Jim Smith’s bass and Barrett’s vocal wail set up the musically jagged and staccato ‘Stanhope Street’, a reflective love song (“we shone  like the sun in our sixteenth year/Our fields were green, nights were dark”), recalling meeting by the chip shop on the street corner, the song dipping into an echoey, almost psychedelic passage midway. Then comes the chugging riff of the punk-folk ‘Jenny’, relating the fate of the homeless titular character (“As I always do, I found her lying there, and shop window made her look small/Her smile was massive I heard her cough under footfall whispered through their curses”), a reference perhaps to Springsteen in the line about “two tramps on the run” giving way to the bittersweet “Jenny isn’t homeless anymore”, having “taken  on a new address” in death, the number ending on the reminder that we are all connected as O’Neill sings “Take my hand in your hands/All that I have done/All that I become, is you”.

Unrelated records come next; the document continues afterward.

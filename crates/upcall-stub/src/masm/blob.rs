use super::Instruction;
use crate::{Error, Result};

/// Concatenated stub code plus the per-instruction start offsets.
#[derive(Debug, Clone, PartialEq, Eq)]
pub struct CodeBuffer {
    instructions: Vec<Instruction>,
    code: Vec<u8>,
    offsets: Vec<usize>,
}

impl CodeBuffer {
    /// Encode `instructions`, failing if the result exceeds `capacity` bytes.
    pub fn assemble(instructions: Vec<Instruction>, capacity: usize) -> Result<Self> {
        let mut code = Vec::new();
        let mut offsets = Vec::with_capacity(instructions.len());
        for instr in &instructions {
            offsets.push(code.len());
            code.extend(instr.encode());
        }
        if code.len() > capacity {
            return Err(Error::CodeBufferOverflow {
                size: code.len(),
                capacity,
            });
        }
        Ok(Self {
            instructions,
            code,
            offsets,
        })
    }

    #[must_use]
    pub fn instructions(&self) -> &[Instruction] {
        &self.instructions
    }

    #[must_use]
    pub fn code(&self) -> &[u8] {
        &self.code
    }

    #[must_use]
    pub fn len(&self) -> usize {
        self.code.len()
    }

    #[must_use]
    pub fn is_empty(&self) -> bool {
        self.code.is_empty()
    }

    /// Byte offset at which instruction `index` starts.
    #[must_use]
    pub fn offset_of(&self, index: usize) -> Option<usize> {
        self.offsets.get(index).copied()
    }

    /// Index of the instruction starting exactly at byte `offset`. Zero-width
    /// comments share their offset with the next real instruction and are skipped.
    #[must_use]
    pub fn index_at(&self, offset: usize) -> Option<usize> {
        self.offsets
            .iter()
            .zip(&self.instructions)
            .position(|(&start, instr)| start == offset && instr.opcode().is_some())
    }

    /// `offset: instruction` per line, comments included.
    #[must_use]
    pub fn disassemble(&self) -> String {
        let mut out = String::new();
        for (offset, instr) in self.offsets.iter().zip(&self.instructions) {
            out.push_str(&format!("{offset:5}: {instr}\n"));
        }
        out
    }
}

/// Variable-length little-endian integer: the count of leading one bits in
/// the first byte gives the number of trailing bytes.
pub(crate) fn encode_var_u32(value: u32) -> Vec<u8> {
    if value == 0 {
        return vec![0];
    }

    let value = u64::from(value);
    let max_encoded: u64 = 1 << (7 * 8);

    let mut min_encoded = max_encoded >> 7;
    for l in (0..=7).rev() {
        if value >= min_encoded {
            let mut dest = vec![0u8; l + 1];
            let max_val = 1u64 << (8 * l);
            let first_byte = (1u64 << 8) - (1u64 << (8 - l)) + value / max_val;
            dest[0] = first_byte as u8;

            let mut rest = value % max_val;
            for item in dest.iter_mut().skip(1) {
                *item = rest as u8;
                rest >>= 8;
            }
            return dest;
        }
        min_encoded >>= 7;
    }

    vec![value as u8]
}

By contrast, again riding a bassline chug, ‘Freedom Song – Storm’ is a celebration of life inspired by the vast landscape of The Burren in County Clare, another anthemic offering (“Stronger than mountains/Richer than gold/Strength of our love/Never growing old”) with the  chorus line of ‘Ride on the sky with me” custom built for festival crowd singalong. Then, switching approach and digging into traditional roots, ‘Let Me Roll’ is an a capella love song to Ireland of a shantyish persuasion  with overlapping vocals delivering another upbeat resolve  in the face of bureaucracy (“To all of you people who beat on the goat/Rosin your bow, oil up your throat/The message you carry is a message of hope/Freedom gets tied up with red tape and rope”), and corruption (“All laws that are made by those who pretend/To care for their country/Are laws the can bend./To fill up their pockets with silver and gold”); the line about the goat obviously referencing the skin of Irish drums rather than animal abuse.

The line about swimming in the waters flows directly in the sound of waves at the start of the second six-minute instrumental ‘Rise’ with its fiddle-led evocation of a hooley down some Irish pub. It’s back to social comment (“Profit is the spark to burn up the Earth… Out do your brother, sell out your sister/Power is a terrible sickness/The more you get the more you need”) with the riff driving punk-folk ‘Business’ which, as some reviews have noted, conjures The Stranglers, Barrett’s fiddle substituting for Dave Greenfields keyboards.

Awaken ends as it began in questioning form with Barrett initially taking bluesy lead over the bass throbbing  intro for ‘The God Song’ before O’Neill takes over with a semi-spoken country-toned swagger as he declares “Next time I’m talking to God, I’ll give him a piece of my mind/Your angels are thin on the ground, these devils are way too kind”, asking “why some people have everything, others they have not”,   and ranging between issues of Creation, Armageddon, misogyny  and “did you have any on the side? Was Mary the only one?” ending, in the era of fake news, wondering if Lucifer was framed and, if so, “Now who does your dirty work?” I think you can tell from the album who that might be. The Sex Pistols once sang “There is no future/In England’s dreaming”. The Roving Crows are ringing the alarm clock bell.